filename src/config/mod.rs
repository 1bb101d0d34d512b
#[cfg(feature = "cli")]
pub mod cli;
pub mod toml_config;

#[cfg(feature = "cli")]
pub use cli::CliConfig;
pub use toml_config::TomlConfig;
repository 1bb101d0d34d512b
use crate::domain::model::{Olympiad, PaginatedResponse, Subject};
use crate::domain::record::OlympiadRecord;
use crate::domain::resource::Resource;
use crate::utils::error::{AppError, SourceError};
use async_trait::async_trait;
use futures::stream::BoxStream;
use serde::{Deserialize, Serialize};
use std::fmt;
use std::str::FromStr;

/// Cold stream of resource states: `Loading` first, then one terminal value.
pub type ResourceStream<T> = BoxStream<'static, Resource<T>>;

/// Text, grade and subject restrictions for a catalog query. The default
/// restricts nothing.
#[derive(Debug, Clone, Default, PartialEq, Eq, Serialize, Deserialize)]
pub struct OlympiadFilter {
    pub query: Option<String>,
    pub grades: Vec<u32>,
    pub subject_ids: Vec<i64>,
}

impl OlympiadFilter {
    pub fn with_query(mut self, query: impl Into<String>) -> Self {
        self.query = Some(query.into());
        self
    }

    pub fn with_grades(mut self, grades: impl IntoIterator<Item = u32>) -> Self {
        self.grades = grades.into_iter().collect();
        self
    }

    pub fn with_subjects(mut self, subject_ids: impl IntoIterator<Item = i64>) -> Self {
        self.subject_ids = subject_ids.into_iter().collect();
        self
    }

    pub fn is_empty(&self) -> bool {
        self.normalized_query().is_none() && self.grades.is_empty() && self.subject_ids.is_empty()
    }

    /// Trimmed query text, `None` when absent or whitespace-only.
    pub fn normalized_query(&self) -> Option<&str> {
        self.query
            .as_deref()
            .map(str::trim)
            .filter(|q| !q.is_empty())
    }
}

#[derive(Debug, Clone, PartialEq, Eq, Serialize, Deserialize)]
pub struct PageRequest {
    pub page: usize,
    pub page_size: usize,
    pub filter: OlympiadFilter,
}

impl PageRequest {
    pub fn new(page: usize, page_size: usize) -> Self {
        Self {
            page,
            page_size,
            filter: OlympiadFilter::default(),
        }
    }

    pub fn with_filter(mut self, filter: OlympiadFilter) -> Self {
        self.filter = filter;
        self
    }
}

/// Read access to the olympiad catalog. Implementations own filtering and
/// pagination; callers only forward the resulting `Resource` values.
#[async_trait]
pub trait OlympiadRepository: Send + Sync {
    /// Full unfiltered snapshot.
    fn get_all_olympiads(&self) -> ResourceStream<Vec<Olympiad>>;

    /// Fails with `AppError::NotFoundError` when no record carries `id`.
    async fn get_olympiad_by_id(&self, id: i64) -> Resource<Olympiad>;

    /// Distinct subjects in first-seen order.
    async fn get_available_subjects(&self) -> Resource<Vec<Subject>>;

    fn get_paginated_olympiads(
        &self,
        request: PageRequest,
    ) -> ResourceStream<PaginatedResponse<Olympiad>>;
}

/// Raw record provider behind a repository.
#[async_trait]
pub trait OlympiadDataSource: Send + Sync {
    async fn fetch_all(&self) -> Result<Vec<OlympiadRecord>, SourceError>;

    /// `Ok(None)` when the source answers that the record does not exist.
    async fn fetch_by_id(&self, id: i64) -> Result<Option<OlympiadRecord>, SourceError>;
}

/// Reactive user preferences. Every stream replays the current value on
/// subscription; dropping the stream unsubscribes.
pub trait SettingsProvider: Send + Sync {
    fn page_size(&self) -> BoxStream<'static, usize>;
    fn current_page_size(&self) -> usize;
    fn set_page_size(&self, page_size: usize) -> Result<(), AppError>;

    fn dark_theme(&self) -> BoxStream<'static, bool>;
    fn set_dark_theme(&self, enabled: bool);

    fn font_scale(&self) -> BoxStream<'static, f32>;
    fn set_font_scale(&self, scale: f32) -> Result<(), AppError>;

    fn animations_enabled(&self) -> BoxStream<'static, bool>;
    fn set_animations_enabled(&self, enabled: bool);
}

#[derive(Debug, Clone, Copy, PartialEq, Eq, Serialize, Deserialize)]
#[serde(rename_all = "lowercase")]
pub enum SourceKind {
    Http,
    Fixture,
}

impl SourceKind {
    pub const ALL: [&'static str; 2] = ["http", "fixture"];

    pub fn as_str(&self) -> &'static str {
        match self {
            SourceKind::Http => "http",
            SourceKind::Fixture => "fixture",
        }
    }
}

impl fmt::Display for SourceKind {
    fn fmt(&self, f: &mut fmt::Formatter<'_>) -> fmt::Result {
        f.write_str(self.as_str())
    }
}

impl FromStr for SourceKind {
    type Err = String;

    fn from_str(s: &str) -> Result<Self, Self::Err> {
        match s.trim().to_ascii_lowercase().as_str() {
            "http" => Ok(SourceKind::Http),
            "fixture" => Ok(SourceKind::Fixture),
            other => Err(format!(
                "unknown source type '{}', expected one of: {}",
                other,
                SourceKind::ALL.join(", ")
            )),
        }
    }
}

pub trait ConfigProvider: Send + Sync {
    fn source_kind(&self) -> SourceKind;
    fn api_endpoint(&self) -> &str;
    fn request_timeout_seconds(&self) -> u64;
    fn fixture_count(&self) -> usize;
    fn default_page_size(&self) -> usize;
}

→ **TASK OBJECTIVE**:
Write out exactly the lines that begin at the one containing "fn from_str(s: &str)" and continue through the last line of the data, and only those.

→ **TASK SOLUTION**:
    fn from_str(s: &str) -> Result<Self, Self::Err> {
        match s.trim().to_ascii_lowercase().as_str() {
            "http" => Ok(SourceKind::Http),
            "fixture" => Ok(SourceKind::Fixture),
            other => Err(format!(
                "unknown source type '{}', expected one of: {}",
                other,
                SourceKind::ALL.join(", ")
            )),
        }
    }
}

pub trait ConfigProvider: Send + Sync {
    fn source_kind(&self) -> SourceKind;
    fn api_endpoint(&self) -> &str;
    fn request_timeout_seconds(&self) -> u64;
    fn fixture_count(&self) -> usize;
    fn default_page_size(&self) -> usize;
}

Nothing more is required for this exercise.